Task instructions
Go through the entries below and write each one out exactly.

Saved entries

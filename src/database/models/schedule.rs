use chrono::NaiveTime;
use serde::{Deserialize, Serialize};

use super::macros::string_enum;
use crate::error::ValidationError;

string_enum! {
    #[derive(Debug, Clone, Copy, PartialEq, Eq, Hash)]
    pub enum ScheduleType {
        Fixed => "FIXED",
        Flexi => "FLEXI",
        SuperFlexi => "SUPER_FLEXI",
    }
}

/// Work pattern for a (role, department) pair. Only the time-of-day of each
/// boundary is meaningful.
#[derive(Debug, Clone, PartialEq, Serialize, Deserialize, sqlx::FromRow)]
#[serde(rename_all = "camelCase")]
pub struct Schedule {
    pub id: i64,
    pub role: String,
    pub department_id: i64,
    #[serde(rename = "type")]
    pub schedule_type: ScheduleType,
    pub start_time: NaiveTime,
    pub end_time: NaiveTime,
    pub start_time_limit: Option<NaiveTime>,
    pub lunch_start_time: Option<NaiveTime>,
    pub lunch_end_time: Option<NaiveTime>,
    pub allowed_overtime: bool,
    pub limit_work_hours_day: Option<f64>,
}

impl Schedule {
    /// Both lunch bounds, when the schedule defines a lunch window.
    pub fn lunch_window(&self) -> Option<(NaiveTime, NaiveTime)> {
        self.lunch_start_time.zip(self.lunch_end_time)
    }

    /// Checks run by schedule writers before a schedule is stored.
    pub fn validate(&self) -> Result<(), ValidationError> {
        if self.start_time >= self.end_time {
            return Err(ValidationError::InvalidSchedule(
                "startTime must be before endTime",
            ));
        }

        match (self.lunch_start_time, self.lunch_end_time) {
            (Some(start), Some(end)) if start >= end => {
                return Err(ValidationError::InvalidSchedule(
                    "lunchStartTime must be before lunchEndTime",
                ));
            }
            (Some(_), None) | (None, Some(_)) => {
                return Err(ValidationError::InvalidSchedule(
                    "lunch window needs both lunchStartTime and lunchEndTime",
                ));
            }
            _ => {}
        }

        if let Some(limit) = self.start_time_limit {
            if limit < self.start_time || limit > self.end_time {
                return Err(ValidationError::InvalidSchedule(
                    "startTimeLimit must fall between startTime and endTime",
                ));
            }
        }

        if let Some(cap) = self.limit_work_hours_day {
            if !cap.is_finite() || cap <= 0.0 {
                return Err(ValidationError::InvalidSchedule(
                    "limitWorkHoursDay must be a positive number",
                ));
            }
        }

        Ok(())
    }
}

Task answer
filename src/database/models/schedule.rs
use chrono::NaiveTime;
use serde::{Deserialize, Serialize};

use super::macros::string_enum;
use crate::error::ValidationError;

string_enum! {
    #[derive(Debug, Clone, Copy, PartialEq, Eq, Hash)]
    pub enum ScheduleType {
        Fixed => "FIXED",
        Flexi => "FLEXI",
        SuperFlexi => "SUPER_FLEXI",
    }
}

/// Work pattern for a (role, department) pair. Only the time-of-day of each
/// boundary is meaningful.
#[derive(Debug, Clone, PartialEq, Serialize, Deserialize, sqlx::FromRow)]
#[serde(rename_all = "camelCase")]
pub struct Schedule {
    pub id: i64,
    pub role: String,
    pub department_id: i64,
    #[serde(rename = "type")]
    pub schedule_type: ScheduleType,
    pub start_time: NaiveTime,
    pub end_time: NaiveTime,
    pub start_time_limit: Option<NaiveTime>,
    pub lunch_start_time: Option<NaiveTime>,
    pub lunch_end_time: Option<NaiveTime>,
    pub allowed_overtime: bool,
    pub limit_work_hours_day: Option<f64>,
}

impl Schedule {
    /// Both lunch bounds, when the schedule defines a lunch window.
    pub fn lunch_window(&self) -> Option<(NaiveTime, NaiveTime)> {
        self.lunch_start_time.zip(self.lunch_end_time)
    }

    /// Checks run by schedule writers before a schedule is stored.
    pub fn validate(&self) -> Result<(), ValidationError> {
        if self.start_time >= self.end_time {
            return Err(ValidationError::InvalidSchedule(
                "startTime must be before endTime",
            ));
        }

        match (self.lunch_start_time, self.lunch_end_time) {
            (Some(start), Some(end)) if start >= end => {
                return Err(ValidationError::InvalidSchedule(
                    "lunchStartTime must be before lunchEndTime",
                ));
            }
            (Some(_), None) | (None, Some(_)) => {
                return Err(ValidationError::InvalidSchedule(
                    "lunch window needs both lunchStartTime and lunchEndTime",
                ));
            }
            _ => {}
        }

        if let Some(limit) = self.start_time_limit {
            if limit < self.start_time || limit > self.end_time {
                return Err(ValidationError::InvalidSchedule(
                    "startTimeLimit must fall between startTime and endTime",
                ));
            }
        }

        if let Some(cap) = self.limit_work_hours_day {
            if !cap.is_finite() || cap <= 0.0 {
                return Err(ValidationError::InvalidSchedule(
                    "limitWorkHoursDay must be a positive number",
                ));
            }
        }

        Ok(())
    }
}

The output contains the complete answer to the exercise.